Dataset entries
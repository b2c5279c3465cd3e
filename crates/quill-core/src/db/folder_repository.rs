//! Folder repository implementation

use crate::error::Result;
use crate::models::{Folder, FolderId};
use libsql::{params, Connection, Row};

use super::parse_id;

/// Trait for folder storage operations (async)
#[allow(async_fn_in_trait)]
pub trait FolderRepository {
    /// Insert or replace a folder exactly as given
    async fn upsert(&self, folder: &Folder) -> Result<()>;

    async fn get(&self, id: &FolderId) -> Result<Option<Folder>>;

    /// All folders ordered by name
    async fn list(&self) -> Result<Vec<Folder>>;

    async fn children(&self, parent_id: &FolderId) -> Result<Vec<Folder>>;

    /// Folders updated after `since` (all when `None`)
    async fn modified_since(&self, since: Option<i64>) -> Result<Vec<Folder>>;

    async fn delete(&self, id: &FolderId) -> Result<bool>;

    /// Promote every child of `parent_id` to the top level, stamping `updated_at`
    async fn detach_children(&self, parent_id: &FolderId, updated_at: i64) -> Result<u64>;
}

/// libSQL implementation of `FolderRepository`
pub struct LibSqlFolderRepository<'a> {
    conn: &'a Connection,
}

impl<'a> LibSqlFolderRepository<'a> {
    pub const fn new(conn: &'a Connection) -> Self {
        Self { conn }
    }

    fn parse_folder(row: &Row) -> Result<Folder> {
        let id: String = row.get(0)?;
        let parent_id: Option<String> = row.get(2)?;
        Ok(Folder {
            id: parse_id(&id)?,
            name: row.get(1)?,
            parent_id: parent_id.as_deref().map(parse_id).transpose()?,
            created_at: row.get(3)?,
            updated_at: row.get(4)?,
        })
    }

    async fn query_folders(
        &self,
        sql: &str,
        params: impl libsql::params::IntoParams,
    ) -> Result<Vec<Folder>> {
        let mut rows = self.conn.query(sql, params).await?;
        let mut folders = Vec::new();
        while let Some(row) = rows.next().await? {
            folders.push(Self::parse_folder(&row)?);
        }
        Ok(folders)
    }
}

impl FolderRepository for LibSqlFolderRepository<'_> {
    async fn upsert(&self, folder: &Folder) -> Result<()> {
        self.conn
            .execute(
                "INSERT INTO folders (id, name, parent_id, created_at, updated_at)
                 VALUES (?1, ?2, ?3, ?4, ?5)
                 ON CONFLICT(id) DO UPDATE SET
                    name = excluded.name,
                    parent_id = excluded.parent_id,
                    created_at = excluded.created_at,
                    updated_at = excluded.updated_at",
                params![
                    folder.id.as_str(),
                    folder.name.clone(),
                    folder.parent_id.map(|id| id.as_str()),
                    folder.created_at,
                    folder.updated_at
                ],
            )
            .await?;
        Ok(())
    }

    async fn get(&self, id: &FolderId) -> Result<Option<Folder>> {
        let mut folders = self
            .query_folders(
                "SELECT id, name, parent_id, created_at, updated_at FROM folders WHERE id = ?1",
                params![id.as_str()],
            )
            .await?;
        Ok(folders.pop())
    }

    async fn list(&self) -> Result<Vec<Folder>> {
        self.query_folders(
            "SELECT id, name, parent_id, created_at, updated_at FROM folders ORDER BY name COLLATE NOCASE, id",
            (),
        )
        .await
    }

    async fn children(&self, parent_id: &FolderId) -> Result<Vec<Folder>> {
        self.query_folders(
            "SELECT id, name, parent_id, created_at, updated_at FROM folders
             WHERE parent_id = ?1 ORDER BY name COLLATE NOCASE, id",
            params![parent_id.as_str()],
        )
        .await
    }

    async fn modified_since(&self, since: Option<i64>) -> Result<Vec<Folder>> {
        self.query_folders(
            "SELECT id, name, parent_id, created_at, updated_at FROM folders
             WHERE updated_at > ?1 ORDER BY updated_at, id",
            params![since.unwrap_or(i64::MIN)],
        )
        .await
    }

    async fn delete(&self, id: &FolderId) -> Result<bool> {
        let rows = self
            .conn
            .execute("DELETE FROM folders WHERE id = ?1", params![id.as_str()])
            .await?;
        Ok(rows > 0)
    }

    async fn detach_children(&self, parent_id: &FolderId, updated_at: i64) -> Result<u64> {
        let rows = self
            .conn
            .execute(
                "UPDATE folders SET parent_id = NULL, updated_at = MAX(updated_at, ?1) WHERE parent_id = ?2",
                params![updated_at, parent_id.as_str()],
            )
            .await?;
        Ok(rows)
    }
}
...
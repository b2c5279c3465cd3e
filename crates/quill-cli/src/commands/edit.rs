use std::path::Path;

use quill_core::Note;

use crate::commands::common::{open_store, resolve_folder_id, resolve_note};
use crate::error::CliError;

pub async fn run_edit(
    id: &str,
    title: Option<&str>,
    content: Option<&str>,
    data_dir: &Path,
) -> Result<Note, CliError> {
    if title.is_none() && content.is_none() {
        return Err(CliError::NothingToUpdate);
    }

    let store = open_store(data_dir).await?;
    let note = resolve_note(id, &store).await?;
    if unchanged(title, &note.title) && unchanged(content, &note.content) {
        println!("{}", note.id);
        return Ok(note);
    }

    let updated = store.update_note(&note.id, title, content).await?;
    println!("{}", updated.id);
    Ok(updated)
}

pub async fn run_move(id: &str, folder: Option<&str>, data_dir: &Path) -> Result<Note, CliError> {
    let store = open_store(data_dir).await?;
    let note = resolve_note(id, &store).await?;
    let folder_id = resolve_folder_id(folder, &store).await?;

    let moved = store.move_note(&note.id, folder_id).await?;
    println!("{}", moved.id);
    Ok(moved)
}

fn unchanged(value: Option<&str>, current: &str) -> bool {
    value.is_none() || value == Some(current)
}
...
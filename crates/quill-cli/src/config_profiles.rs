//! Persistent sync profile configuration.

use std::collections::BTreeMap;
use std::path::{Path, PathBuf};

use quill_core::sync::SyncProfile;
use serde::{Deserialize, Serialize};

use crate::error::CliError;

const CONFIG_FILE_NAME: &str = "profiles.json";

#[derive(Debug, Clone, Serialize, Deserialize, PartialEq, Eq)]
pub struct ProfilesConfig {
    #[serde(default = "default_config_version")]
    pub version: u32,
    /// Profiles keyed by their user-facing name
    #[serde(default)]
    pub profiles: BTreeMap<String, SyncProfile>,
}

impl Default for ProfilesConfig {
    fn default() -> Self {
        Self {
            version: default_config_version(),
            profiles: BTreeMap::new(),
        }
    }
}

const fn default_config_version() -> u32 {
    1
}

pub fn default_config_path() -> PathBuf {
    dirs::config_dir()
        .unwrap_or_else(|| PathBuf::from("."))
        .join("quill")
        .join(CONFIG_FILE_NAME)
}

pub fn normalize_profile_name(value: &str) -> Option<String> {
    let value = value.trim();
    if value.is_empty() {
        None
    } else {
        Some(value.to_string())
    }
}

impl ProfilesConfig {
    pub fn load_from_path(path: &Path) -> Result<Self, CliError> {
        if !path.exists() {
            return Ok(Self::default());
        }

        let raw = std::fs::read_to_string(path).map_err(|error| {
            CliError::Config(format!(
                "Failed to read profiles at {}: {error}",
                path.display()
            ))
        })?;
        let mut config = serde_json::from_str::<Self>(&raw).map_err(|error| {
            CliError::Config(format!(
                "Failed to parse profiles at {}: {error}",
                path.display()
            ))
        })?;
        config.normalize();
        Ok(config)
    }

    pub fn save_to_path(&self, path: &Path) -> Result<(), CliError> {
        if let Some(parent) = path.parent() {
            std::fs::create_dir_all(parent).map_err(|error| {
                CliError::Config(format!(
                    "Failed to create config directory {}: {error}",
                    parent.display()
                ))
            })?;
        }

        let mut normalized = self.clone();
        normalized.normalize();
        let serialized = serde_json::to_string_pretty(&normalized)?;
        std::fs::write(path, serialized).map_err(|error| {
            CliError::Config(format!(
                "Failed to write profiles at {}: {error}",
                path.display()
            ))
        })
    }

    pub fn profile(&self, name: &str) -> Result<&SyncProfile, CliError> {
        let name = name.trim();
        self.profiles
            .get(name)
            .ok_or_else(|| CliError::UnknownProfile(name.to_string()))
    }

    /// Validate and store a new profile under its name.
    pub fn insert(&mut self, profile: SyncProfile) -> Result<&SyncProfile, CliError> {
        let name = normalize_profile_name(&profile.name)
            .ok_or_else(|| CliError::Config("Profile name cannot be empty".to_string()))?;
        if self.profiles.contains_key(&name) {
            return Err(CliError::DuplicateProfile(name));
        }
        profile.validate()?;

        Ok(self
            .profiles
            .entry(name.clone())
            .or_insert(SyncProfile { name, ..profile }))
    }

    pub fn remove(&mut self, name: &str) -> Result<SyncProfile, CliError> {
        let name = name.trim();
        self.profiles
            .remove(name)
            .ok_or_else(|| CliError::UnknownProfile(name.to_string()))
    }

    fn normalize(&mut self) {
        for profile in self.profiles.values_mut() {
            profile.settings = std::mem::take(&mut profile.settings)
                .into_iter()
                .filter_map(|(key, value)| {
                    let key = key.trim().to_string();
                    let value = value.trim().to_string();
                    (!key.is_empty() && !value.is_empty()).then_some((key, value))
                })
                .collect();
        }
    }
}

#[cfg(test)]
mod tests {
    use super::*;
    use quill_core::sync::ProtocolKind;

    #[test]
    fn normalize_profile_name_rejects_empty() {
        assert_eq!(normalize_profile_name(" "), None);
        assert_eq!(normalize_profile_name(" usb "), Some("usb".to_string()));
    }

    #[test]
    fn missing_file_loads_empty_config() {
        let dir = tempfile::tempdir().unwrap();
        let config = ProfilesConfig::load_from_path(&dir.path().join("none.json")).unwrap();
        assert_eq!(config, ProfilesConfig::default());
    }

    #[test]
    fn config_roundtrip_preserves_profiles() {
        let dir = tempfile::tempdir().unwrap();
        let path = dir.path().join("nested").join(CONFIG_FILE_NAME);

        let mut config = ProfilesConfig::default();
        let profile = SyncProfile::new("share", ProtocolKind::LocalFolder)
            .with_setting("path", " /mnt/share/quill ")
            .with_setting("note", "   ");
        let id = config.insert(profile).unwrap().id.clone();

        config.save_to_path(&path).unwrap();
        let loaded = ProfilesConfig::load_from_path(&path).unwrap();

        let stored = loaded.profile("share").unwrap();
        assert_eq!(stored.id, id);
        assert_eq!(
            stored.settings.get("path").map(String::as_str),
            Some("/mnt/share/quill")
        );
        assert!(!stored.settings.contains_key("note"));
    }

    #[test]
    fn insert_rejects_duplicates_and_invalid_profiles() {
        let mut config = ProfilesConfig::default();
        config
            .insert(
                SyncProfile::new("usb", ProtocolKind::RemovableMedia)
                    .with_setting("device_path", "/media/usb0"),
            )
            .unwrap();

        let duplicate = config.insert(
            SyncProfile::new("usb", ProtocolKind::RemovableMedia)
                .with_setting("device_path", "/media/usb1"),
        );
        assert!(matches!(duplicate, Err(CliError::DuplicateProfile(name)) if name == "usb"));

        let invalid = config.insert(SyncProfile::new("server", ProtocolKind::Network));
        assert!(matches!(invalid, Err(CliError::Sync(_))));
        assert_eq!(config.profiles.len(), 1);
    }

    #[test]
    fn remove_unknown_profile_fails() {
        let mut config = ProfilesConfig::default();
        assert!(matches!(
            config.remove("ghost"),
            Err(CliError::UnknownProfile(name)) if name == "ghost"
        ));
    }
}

Problem
Return all lines of the data in which the string "write" appears.

Task result
        std::fs::write(path, serialized).map_err(|error| {
                "Failed to write profiles at {}: {error}",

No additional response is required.